It’s not like Jigen hasn’t already examined, considered, and discarded the risk as irrelevant, but Fujiko clamps onto his arm like a crazed octopus, fighting to keep him in place.

Suddenly the Inspector bursts back into view above the water level, pale and bloodless looking. He’s flailing clumsily with one hand and his lips are blue. Jigen jerks himself away from Fujiko and this time she lets him go as he lunges to help.

Zenigata struggles to find a solid edge to throw Lupin onto, and Jigen drops himself flat on the ice belly-first, grabbing two sodden handfuls of Lupin’s very cold clothes and hauling him up, passing him to Fujiko as gently as he can while moving quickly enough to make a grab for Zenigata when he starts to sink back down under the water, apparently having exhausted his strength in the struggle back to the surface. He’s _heavy_ and freezing to the touch, water soaking through the front of Jigen’s clothes as he strains to try and lever the heavier Inspector out of the water and onto the ice. 

He can feel the ice beneath his chest cracking and groaning, undermined by the water beneath and the weight pressing on it. If he says a quick prayer as he inches backwards, Jigen figures that's' between him and whatever spirit is listening. He can hear Fujiko shouting for Goemon and hopes _Goemon_ can hear it, too.

They have to get Lupin inside—hell, and Zenigata, too, if Jigen ever wins the war against gravity to get him out of the water. The ice under him gives an alarming crack and a lurch, and just as he manages to yank Zenigata up onto the edge of it, it starts to tip forward, threatening to dump them both back into the water.

Hands seize his ankles, and Jigen tightens his hold on Zenigata stubbornly refusing to let go while they slide backwards over the ice. The edge of something catches Jigen hard enough under the chin that he sees stars, and then he’s clear and the ice feels stable enough beneath him to stand on. His front and arms are soaked, and he feels the shock of cold even through the adrenaline hammering through his system. Zenigata’s eyes are open, but his face is pale leaning blue, and he looks pretty out of it.

 _Gotta get inside._ Jigen is barely thinking clearly himself, the moments all seeming to stretch out impossibly long. He starts to crouch to pick up Zenigata, his arms feeling leaden. A strong hand clamps on his shoulder, and Goemon’s deeply reassuring voice seems to be right in his ear.

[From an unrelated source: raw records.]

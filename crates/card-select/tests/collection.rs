mod common;

use std::sync::Arc;

use common::{FakeSource, FakeTransfer, services};
use manos_block_core::HostApi;
use manos_card_select::{
    CardSelectConfig, FileRef, InputOutcome, ItemCollection, ItemSeed, LinkState, LinkVariant,
};
use serde_json::{Value, json};

fn collection() -> ItemCollection {
    let config = Arc::new(CardSelectConfig::default().with_defaults());
    ItemCollection::new(
        config,
        services(FakeSource::new(&[("7", "Seven")]), FakeTransfer::ok()),
        &HostApi::default(),
    )
}

fn loaded(data: Value) -> ItemCollection {
    let mut items = collection();
    items.deserialize(&data);
    items
}

#[test]
fn round_trip_keeps_items_in_order() {
    let data = json!({
        "items": [
            { "title": "<b>One</b>", "description": "first", "linkType": "blog", "entityId": "7" },
            { "title": "Two", "description": "", "linkType": "custom", "entityId": "", "customLink": "https://example.com" },
            {
                "title": "Three", "description": "third", "linkType": "file", "entityId": "",
                "file": { "id": "5", "name": "a.pdf", "extension": "pdf", "url": "/files/a.pdf", "size": 2048 }
            }
        ]
    });

    let items = loaded(data.clone());
    let saved = items.serialize().to_value();
    assert_eq!(saved, data);

    let again = loaded(saved.clone());
    assert_eq!(again.serialize().to_value(), saved);
}

#[test]
fn edits_through_foreign_inputs_keep_each_items_link_type() {
    let items = loaded(json!({
        "items": [
            { "title": "Link", "linkType": "custom" },
            { "title": "Post", "linkType": "blog" },
            { "title": "Doc", "linkType": "file" }
        ]
    }));
    let variants = |items: &ItemCollection| -> Vec<LinkVariant> {
        items.items().iter().map(|item| item.variant().clone()).collect()
    };
    let before = variants(&items);

    let [link, post, doc] = items.items() else {
        panic!("expected three items");
    };
    assert_eq!(
        link.on_file_attached(FileRef::new("a.pdf", "/files/a.pdf")),
        InputOutcome::Blocked
    );
    assert_eq!(post.on_custom_url_input("https://example.com"), InputOutcome::Blocked);
    assert_eq!(doc.on_custom_url_input("https://example.com"), InputOutcome::Blocked);

    let saved = items.serialize().to_value();
    let link_types: Vec<_> = saved["items"]
        .as_array()
        .unwrap()
        .iter()
        .map(|item| item["linkType"].clone())
        .collect();
    assert_eq!(link_types, vec![json!("custom"), json!("blog"), json!("file")]);

    let again = loaded(saved);
    assert_eq!(variants(&again), before);
    assert!(again.items().iter().all(|item| item.link_state() == LinkState::Empty));
}

#[test]
fn legacy_article_links_migrate_to_the_default_type() {
    let items = loaded(json!({
        "items": [{ "title": "Old", "linkType": "article", "entityId": "7" }]
    }));

    assert_eq!(items.items()[0].variant(), &LinkVariant::reference("blog"));
    assert_eq!(
        items.items()[0].link_state(),
        LinkState::Reference {
            type_key: "blog".to_string(),
            id: "7".to_string()
        }
    );

    let saved = items.serialize().to_value();
    assert_eq!(saved["items"][0]["linkType"], "blog");
    assert_eq!(saved["items"][0]["entityId"], "7");
    assert_eq!(loaded(saved.clone()).serialize().to_value(), saved);
}

#[test]
fn missing_link_type_and_numeric_ids() {
    let items = loaded(json!({ "items": [{ "title": "T", "entityId": 12 }] }));
    let record = &items.serialize().items[0];
    assert_eq!(record.link_type.as_deref(), Some("blog"));
    assert_eq!(record.entity_id, "12");
    assert_eq!(record.description, "");
}

#[test]
fn documents_without_items_get_one_empty_item() {
    for data in [json!({}), json!({ "items": null }), Value::Null] {
        let items = loaded(data);
        assert_eq!(items.len(), 1);
        assert_eq!(items.items()[0].variant(), &LinkVariant::reference("blog"));
        assert_eq!(items.items()[0].link_state(), LinkState::Empty);
    }

    assert!(loaded(json!({ "items": [] })).is_empty());
}

#[test]
fn blog_item_with_empty_fields_starts_unblocked() {
    let items = loaded(json!({
        "items": [{ "file": null, "entityId": "", "customLink": "", "linkType": "blog" }]
    }));
    let item = &items.items()[0];
    assert_eq!(item.variant(), &LinkVariant::reference("blog"));
    assert_eq!(item.link_state(), LinkState::Empty);
    assert!(item.compute_blocking_state().all_enabled());
}

#[test]
fn unreadable_records_become_empty_items() {
    let items = loaded(json!({ "items": ["oops", { "title": "ok", "linkType": "custom" }] }));
    assert_eq!(items.len(), 2);
    assert_eq!(items.items()[1].variant(), &LinkVariant::CustomUrl);
    assert_eq!(items.serialize().items[1].title, "ok");
}

#[test]
fn mismatched_values_follow_the_link_type() {
    let items = loaded(json!({
        "items": [{
            "linkType": "custom", "customLink": "https://a.test", "entityId": "5",
            "file": { "url": "/f.txt", "name": "f.txt" }
        }]
    }));
    let record = &items.serialize().items[0];
    assert_eq!(record.custom_link.as_deref(), Some("https://a.test"));
    assert_eq!(record.entity_id, "");
    assert_eq!(record.file, None);
}

#[test]
fn capacity_holds_for_any_add_sequence() {
    let mut items = collection();
    let variants = [
        LinkVariant::File,
        LinkVariant::CustomUrl,
        LinkVariant::reference("blog"),
        LinkVariant::File,
        LinkVariant::reference("blog"),
    ];
    for variant in variants.iter().cycle().take(12) {
        items.add_item(variant.clone(), ItemSeed::default());
        assert!(items.len() <= items.max_items());
    }
    assert_eq!(items.len(), 3);
    assert!(items.is_full());
}

#[test]
fn zero_item_limit_is_respected() {
    let config = CardSelectConfig::from_json(Some(&json!({ "maxEntityQuantity": 0 })));
    let mut items = ItemCollection::new(
        Arc::new(config),
        services(FakeSource::new(&[]), FakeTransfer::ok()),
        &HostApi::default(),
    );
    assert!(items.is_full());
    assert_eq!(items.add_item(LinkVariant::CustomUrl, ItemSeed::default()), None);

    items.deserialize(&json!({ "items": [{ "linkType": "custom" }] }));
    assert!(items.is_empty());
}

#[test]
fn overflowing_documents_are_truncated() {
    let record = json!({ "linkType": "custom", "customLink": "https://a.test" });
    let items = loaded(json!({ "items": [record.clone(), record.clone(), record.clone(), record] }));
    assert_eq!(items.len(), 3);
}

#[test]
fn removal_keeps_relative_order() {
    let mut items = collection();
    let ids: Vec<_> = ["a", "b", "c"]
        .into_iter()
        .map(|title| {
            items
                .add_item(LinkVariant::CustomUrl, ItemSeed::default().title(title))
                .unwrap()
        })
        .collect();

    assert!(items.remove_item(ids[1]));
    let titles: Vec<_> = items
        .serialize()
        .items
        .into_iter()
        .map(|record| record.title)
        .collect();
    assert_eq!(titles, vec!["a", "c"]);
    assert!(items.add_item(LinkVariant::File, ItemSeed::default()).is_some());
}

#[test]
fn removed_items_are_destroyed_and_not_mounted() {
    let mut items = collection();
    let id = items
        .add_item(LinkVariant::reference("blog"), ItemSeed::default())
        .unwrap();
    let handle = items.item(id).cloned().unwrap();
    assert!(items.remove_item(id));
    assert!(handle.is_destroyed());
    assert!(items.take_unmounted().is_empty());
}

“You get Lupin,” Goemon orders, taking control of the situation when he sees Jigen isn’t thinking at his clearest. “I’ll carry Zenigata.”

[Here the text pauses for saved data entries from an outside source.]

use std::sync::Arc;

use async_trait::async_trait;
use reqwest::Client;
use reqwest::multipart::{Form, Part};
use serde::{Deserialize, Serialize};
use tracing::debug;

use crate::csrf::CsrfTokenProvider;
use crate::error::RemoteError;
use crate::files::file_extension;
use crate::model::FileRef;
use crate::request::{RequestContext, X_CSRF_TOKEN, X_REQUESTED_WITH};

/// A file picked or dropped by the author, not yet on the server.
#[derive(Debug, Clone, PartialEq, Eq)]
pub struct LocalFile {
    pub name: String,
    pub contents: Vec<u8>,
    pub content_type: Option<String>,
}

impl LocalFile {
    pub fn new(name: impl Into<String>, contents: impl Into<Vec<u8>>) -> Self {
        Self {
            name: name.into(),
            contents: contents.into(),
            content_type: None,
        }
    }

    pub fn content_type(mut self, content_type: impl Into<String>) -> Self {
        self.content_type = Some(content_type.into());
        self
    }

    pub fn size(&self) -> u64 {
        self.contents.len() as u64
    }

    pub fn mime(&self) -> String {
        self.content_type.clone().unwrap_or_else(|| {
            mime_guess::from_path(&self.name)
                .first_or_octet_stream()
                .essence_str()
                .to_string()
        })
    }
}

#[derive(Debug, Clone, PartialEq, Eq, Serialize)]
pub struct RenameRequest {
    pub id: String,
    pub name: String,
    pub extension: Option<String>,
    pub url: String,
    pub size: Option<u64>,
}

impl RenameRequest {
    /// `name` is the new base name; the extension is carried over.
    pub fn for_file(file: &FileRef, name: impl Into<String>) -> Self {
        Self {
            id: file.id.clone().unwrap_or_default(),
            name: name.into(),
            extension: file.extension_or_derived(),
            url: file.url.clone(),
            size: file.size,
        }
    }
}

#[async_trait]
pub trait FileTransferAgent: Send + Sync {
    async fn upload(&self, file: &LocalFile) -> Result<FileRef, RemoteError>;

    async fn rename(&self, request: &RenameRequest) -> Result<FileRef, RemoteError>;
}

#[derive(Deserialize)]
struct UploadResponse {
    #[serde(default)]
    success: bool,
    #[serde(default)]
    data: Option<FileRef>,
    #[serde(default)]
    url: Option<String>,
    #[serde(default)]
    message: Option<String>,
}

#[derive(Deserialize)]
#[serde(untagged)]
enum RenameResponse {
    Envelope {
        success: bool,
        #[serde(default)]
        data: Option<FileRef>,
        #[serde(default)]
        message: Option<String>,
    },
    Bare(FileRef),
}

#[derive(Clone)]
pub struct HttpFileTransfer {
    client: Client,
    context: RequestContext,
    upload_endpoint: String,
    rename_endpoint: String,
    csrf: Arc<dyn CsrfTokenProvider>,
}

impl HttpFileTransfer {
    pub fn new(
        client: Client,
        context: RequestContext,
        upload_endpoint: impl Into<String>,
        rename_endpoint: impl Into<String>,
        csrf: Arc<dyn CsrfTokenProvider>,
    ) -> Self {
        Self {
            client,
            context,
            upload_endpoint: upload_endpoint.into(),
            rename_endpoint: rename_endpoint.into(),
            csrf,
        }
    }

    fn request(&self, builder: reqwest::RequestBuilder) -> reqwest::RequestBuilder {
        let builder = builder
            .headers(self.context.headers.clone())
            .header(X_REQUESTED_WITH, "XMLHttpRequest");
        match self.csrf.token() {
            Some(token) => builder.header(X_CSRF_TOKEN, token),
            None => builder,
        }
    }

    async fn send(&self, builder: reqwest::RequestBuilder) -> Result<String, RemoteError> {
        let response = self.request(builder).send().await?;
        let status = response.status();
        if !status.is_success() {
            return Err(RemoteError::Status(status));
        }
        Ok(response.text().await?)
    }
}

#[async_trait]
impl FileTransferAgent for HttpFileTransfer {
    async fn upload(&self, file: &LocalFile) -> Result<FileRef, RemoteError> {
        let url = self.context.url(&self.upload_endpoint)?;
        let part = Part::bytes(file.contents.clone())
            .file_name(file.name.clone())
            .mime_str(&file.mime())?;
        let mut form = Form::new().part("file", part);
        for (key, value) in &self.context.extra_params {
            form = form.text(key.clone(), value.clone());
        }

        let body = self.send(self.client.post(url).multipart(form)).await?;
        let parsed: UploadResponse =
            serde_json::from_str(&body).map_err(|e| RemoteError::Malformed(e.to_string()))?;
        if !parsed.success {
            return Err(RemoteError::Rejected(
                parsed.message.unwrap_or_else(|| "upload rejected".to_string()),
            ));
        }

        let mut uploaded = match (parsed.data, parsed.url) {
            (Some(data), _) => data,
            (None, Some(url)) => FileRef::new(file.name.clone(), url),
            (None, None) => {
                return Err(RemoteError::Malformed(
                    "upload response has neither data nor url".to_string(),
                ));
            }
        };
        if uploaded.url.is_empty() {
            return Err(RemoteError::Malformed("uploaded file has no url".to_string()));
        }
        if uploaded.name.is_empty() {
            uploaded.name = file.name.clone();
        }
        if uploaded.extension.is_none() {
            uploaded.extension = file_extension(&uploaded.name);
        }
        uploaded.size = uploaded.size.or(Some(file.size()));
        debug!(name = %uploaded.name, url = %uploaded.url, "file uploaded");
        Ok(uploaded)
    }

    async fn rename(&self, request: &RenameRequest) -> Result<FileRef, RemoteError> {
        let url = self.context.url(&self.rename_endpoint)?;
        let body = self.send(self.client.put(url).json(request)).await?;
        let parsed: RenameResponse =
            serde_json::from_str(&body).map_err(|e| RemoteError::Malformed(e.to_string()))?;
        match parsed {
            RenameResponse::Envelope {
                success: true,
                data: Some(file),
                ..
            }
            | RenameResponse::Bare(file) => {
                if file.url.is_empty() && file.name.is_empty() {
                    return Err(RemoteError::Malformed("renamed file is empty".to_string()));
                }
                Ok(file)
            }
            RenameResponse::Envelope {
                success: true,
                data: None,
                ..
            } => Err(RemoteError::Malformed("rename response has no data".to_string())),
            RenameResponse::Envelope { message, .. } => Err(RemoteError::Rejected(
                message.unwrap_or_else(|| "rename rejected".to_string()),
            )),
        }
    }
}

Jigen’s too numb to do anything but obey, so he leaves the heavier burden to Goemon and goes to hoist the sodden, shivering Lupin over his shoulder like a sack of potatoes. If anything, he looks worse than Zenigata.

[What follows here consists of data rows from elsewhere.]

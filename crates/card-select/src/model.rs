use std::fmt;

use serde::{Deserialize, Serialize};
use serde_json::Value;
use tracing::error;

use crate::blocking::Affordance;
use crate::files::file_extension;

pub const CUSTOM_LINK_TYPE: &str = "custom";
pub const FILE_LINK_TYPE: &str = "file";

#[derive(Debug, Clone, Copy, PartialEq, Eq, Hash, PartialOrd, Ord)]
pub struct ItemId(pub u64);

impl fmt::Display for ItemId {
    fn fmt(&self, f: &mut fmt::Formatter<'_>) -> fmt::Result {
        write!(f, "item-{}", self.0)
    }
}

/// Which affordance an item was created with.
#[derive(Debug, Clone, PartialEq, Eq, Hash, Serialize, Deserialize)]
#[serde(from = "String", into = "String")]
pub enum LinkVariant {
    /// Search-backed reference to an entity of the configured type key.
    Reference(String),
    CustomUrl,
    File,
}

impl LinkVariant {
    pub fn reference(key: impl Into<String>) -> Self {
        Self::Reference(key.into())
    }

    pub fn key(&self) -> &str {
        match self {
            Self::Reference(key) => key,
            Self::CustomUrl => CUSTOM_LINK_TYPE,
            Self::File => FILE_LINK_TYPE,
        }
    }

    pub fn is_reference(&self) -> bool {
        matches!(self, Self::Reference(_))
    }

    /// The one input this variant edits.
    pub fn affordance(&self) -> Affordance {
        match self {
            Self::Reference(_) => Affordance::Reference,
            Self::CustomUrl => Affordance::CustomUrl,
            Self::File => Affordance::File,
        }
    }
}

impl From<String> for LinkVariant {
    fn from(value: String) -> Self {
        match value.as_str() {
            CUSTOM_LINK_TYPE => Self::CustomUrl,
            FILE_LINK_TYPE => Self::File,
            _ => Self::Reference(value),
        }
    }
}

impl From<LinkVariant> for String {
    fn from(value: LinkVariant) -> Self {
        value.key().to_string()
    }
}

/// Metadata for an attached file. Files whose upload failed carry a local
/// preview URL and `is_local_only`.
#[derive(Debug, Clone, PartialEq, Eq, Default, Serialize, Deserialize)]
#[serde(rename_all = "camelCase")]
pub struct FileRef {
    #[serde(
        default,
        deserialize_with = "lenient::opt_string",
        skip_serializing_if = "Option::is_none"
    )]
    pub id: Option<String>,
    #[serde(default, deserialize_with = "lenient::string")]
    pub name: String,
    #[serde(
        default,
        deserialize_with = "lenient::opt_string",
        skip_serializing_if = "Option::is_none"
    )]
    pub extension: Option<String>,
    #[serde(default, deserialize_with = "lenient::string")]
    pub url: String,
    #[serde(
        default,
        deserialize_with = "lenient::opt_u64",
        skip_serializing_if = "Option::is_none"
    )]
    pub size: Option<u64>,
    #[serde(
        default,
        deserialize_with = "lenient::opt_string",
        skip_serializing_if = "Option::is_none"
    )]
    pub created_at: Option<String>,
    #[serde(
        default,
        deserialize_with = "lenient::opt_string",
        skip_serializing_if = "Option::is_none"
    )]
    pub updated_at: Option<String>,
    #[serde(
        default,
        alias = "isBlob",
        deserialize_with = "lenient::flag",
        skip_serializing_if = "is_false"
    )]
    pub is_local_only: bool,
}

fn is_false(value: &bool) -> bool {
    !*value
}

impl FileRef {
    pub fn new(name: impl Into<String>, url: impl Into<String>) -> Self {
        let name = name.into();
        Self {
            extension: file_extension(&name),
            name,
            url: url.into(),
            ..Self::default()
        }
    }

    pub fn id(mut self, id: impl Into<String>) -> Self {
        self.id = Some(id.into());
        self
    }

    pub fn size(mut self, size: u64) -> Self {
        self.size = Some(size);
        self
    }

    /// Stand-in for a file the server never accepted.
    pub fn local_preview(name: impl Into<String>, size: u64) -> Self {
        let url = format!("blob:card-select/{}", uuid::Uuid::new_v4());
        let mut file = Self::new(name, url).size(size);
        file.is_local_only = true;
        file
    }

    pub fn has_server_id(&self) -> bool {
        !self.is_local_only && self.id.as_deref().is_some_and(|id| !id.is_empty())
    }

    pub fn extension_or_derived(&self) -> Option<String> {
        self.extension
            .clone()
            .filter(|ext| !ext.is_empty())
            .or_else(|| file_extension(&self.name))
    }
}

/// The single populated link of an item.
#[derive(Debug, Clone, PartialEq, Eq)]
pub enum LinkState {
    Empty,
    Reference { type_key: String, id: String },
    CustomUrl(String),
    File(FileRef),
}

impl LinkState {
    pub fn is_empty(&self) -> bool {
        matches!(self, Self::Empty)
    }
}

#[derive(Debug, Clone, Copy, PartialEq, Eq)]
pub enum ItemPhase {
    Empty,
    ReferenceSelected,
    CustomUrlSet,
    /// Upload placeholder shown, response not yet in.
    FileUploading,
    FileAttached,
}

/// Initial values for a new or hydrated item.
#[derive(Debug, Clone, Default, PartialEq, Eq)]
pub struct ItemSeed {
    pub title: String,
    pub description: String,
    pub reference_id: Option<String>,
    pub custom_url: Option<String>,
    pub file: Option<FileRef>,
}

impl ItemSeed {
    pub fn title(mut self, title: impl Into<String>) -> Self {
        self.title = title.into();
        self
    }

    pub fn description(mut self, description: impl Into<String>) -> Self {
        self.description = description.into();
        self
    }

    pub fn reference_id(mut self, id: impl Into<String>) -> Self {
        self.reference_id = Some(id.into());
        self
    }

    pub fn custom_url(mut self, url: impl Into<String>) -> Self {
        self.custom_url = Some(url.into());
        self
    }

    pub fn file(mut self, file: FileRef) -> Self {
        self.file = Some(file);
        self
    }
}

/// One item as stored in the saved block data.
#[derive(Debug, Clone, Default, PartialEq, Eq, Serialize, Deserialize)]
#[serde(rename_all = "camelCase")]
pub struct ItemRecord {
    #[serde(default, deserialize_with = "lenient::string")]
    pub title: String,
    #[serde(default, deserialize_with = "lenient::string")]
    pub description: String,
    #[serde(
        default,
        deserialize_with = "lenient::opt_string",
        skip_serializing_if = "Option::is_none"
    )]
    pub link_type: Option<String>,
    #[serde(default, deserialize_with = "lenient::string")]
    pub entity_id: String,
    #[serde(
        default,
        deserialize_with = "lenient::opt_string",
        skip_serializing_if = "Option::is_none"
    )]
    pub custom_link: Option<String>,
    #[serde(
        default,
        deserialize_with = "lenient::opt_file",
        skip_serializing_if = "Option::is_none"
    )]
    pub file: Option<FileRef>,
}

#[derive(Debug, Clone, Default, PartialEq, Eq, Serialize, Deserialize)]
pub struct CardDocument {
    pub items: Vec<ItemRecord>,
}

impl CardDocument {
    pub fn to_value(&self) -> Value {
        match serde_json::to_value(self) {
            Ok(value) => value,
            Err(err) => {
                error!(error = %err, "failed to serialize card document");
                serde_json::json!({ "items": [] })
            }
        }
    }
}

/// Saved data comes from older plugin versions and hand-written fixtures,
/// so scalar fields accept numbers, strings and nulls alike.
pub(crate) mod lenient {
    use serde::{Deserialize, Deserializer};
    use serde_json::Value;
    use tracing::debug;

    use super::FileRef;

    fn scalar_to_string(value: Value) -> String {
        match value {
            Value::String(s) => s,
            Value::Number(n) => n.to_string(),
            Value::Bool(b) => b.to_string(),
            _ => String::new(),
        }
    }

    pub fn string<'de, D>(deserializer: D) -> Result<String, D::Error>
    where
        D: Deserializer<'de>,
    {
        let value = Option::<Value>::deserialize(deserializer)?;
        Ok(value.map(scalar_to_string).unwrap_or_default())
    }

    pub fn opt_string<'de, D>(deserializer: D) -> Result<Option<String>, D::Error>
    where
        D: Deserializer<'de>,
    {
        let value = string(deserializer)?;
        Ok((!value.is_empty()).then_some(value))
    }

    pub fn opt_u64<'de, D>(deserializer: D) -> Result<Option<u64>, D::Error>
    where
        D: Deserializer<'de>,
    {
        let value = Option::<Value>::deserialize(deserializer)?;
        Ok(match value {
            Some(Value::Number(n)) => n
                .as_u64()
                .or_else(|| n.as_f64().filter(|f| *f >= 0.0).map(|f| f as u64)),
            Some(Value::String(s)) => s.trim().parse().ok(),
            _ => None,
        })
    }

    /// `true`, `"true"`, `"1"` and non-zero numbers; anything else is false.
    pub fn flag<'de, D>(deserializer: D) -> Result<bool, D::Error>
    where
        D: Deserializer<'de>,
    {
        let value = Option::<Value>::deserialize(deserializer)?;
        Ok(match value {
            Some(Value::Bool(b)) => b,
            Some(Value::String(s)) => {
                let s = s.trim();
                s.eq_ignore_ascii_case("true") || s == "1"
            }
            Some(Value::Number(n)) => n.as_f64().is_some_and(|f| f != 0.0),
            _ => false,
        })
    }

    pub fn opt_file<'de, D>(deserializer: D) -> Result<Option<FileRef>, D::Error>
    where
        D: Deserializer<'de>,
    {
        let value = Option::<Value>::deserialize(deserializer)?;
        let Some(value @ Value::Object(_)) = value else {
            return Ok(None);
        };
        match serde_json::from_value::<FileRef>(value) {
            Ok(file) if !file.url.is_empty() || !file.name.is_empty() => Ok(Some(file)),
            Ok(_) => Ok(None),
            Err(err) => {
                debug!(error = %err, "dropping unreadable file record");
                Ok(None)
            }
        }
    }
}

“Hey, buddy,” Lupin says in a weak, dreamy voice. “I really gotta hand it to you…”

Lupin somehow manages to wave the soaking semi-mummified hand—which he still has somehow!—in Jigen’s face, even as he struggles up onto the deck of the boat again. 

“Get that friggin’ thing away from me!” Jigen shouts through his own chattering teeth. “Or I’ll throw you back in!”

-


	6. Chapter 6

They don’t have to talk about it too much to negotiate what needs to be done. By the time they reach the main cabin, Jigen can’t stand the touch of his wet clothes on his skin anymore. Despite Lupin’s bad attempts at humor, Jigen’s sure it’s even worse for him.

He focuses on the task of peeling soaked clothes off Lupin’s gangly limbs. The skin beneath feels like cold ceramic, even to Jigen’s already cold hands—he’d left or lost his gloves and mittens down on the ice.

“Get every blanket you can find,” Goemon instructs Fujiko as Jigen works to peel the rest of Lupin’s clothes off over his boots. He shoves Lupin’s top half onto the bed, roughly piling the blankets on top of him to cover his bare skin as he tries to convince the wet, half-frozen and stiff shoelaces of his shoes to come undone fast enough for Jigen’s liking. Finally, frustration makes him dig around in the pile of Lupin’s dripping wet clothes for a pocket knife. Handfuls of soaked condiment packages, fishing line, spirit gum, condoms, and other shit that was probably meticulously ordered at one point come out before finally he finds the damn  _ hand _ which was probably cursed, but no sign of the pocket knife Jigen knows Lupin carries. Finally, he gives up.

“Goemon!”

He looks up to see that Goemon has propped Zenigata halfway up against the wall and gotten most of the inspector’s clothes off, but seems to be hesitating on the point of taking his boxers off.  _ It’s as if he’s never seen a dick before, every damn time. _ Jigen knows that’s completely untrue, but now’s not the time to try and logic Goemon out of his old-fashioned modesty values.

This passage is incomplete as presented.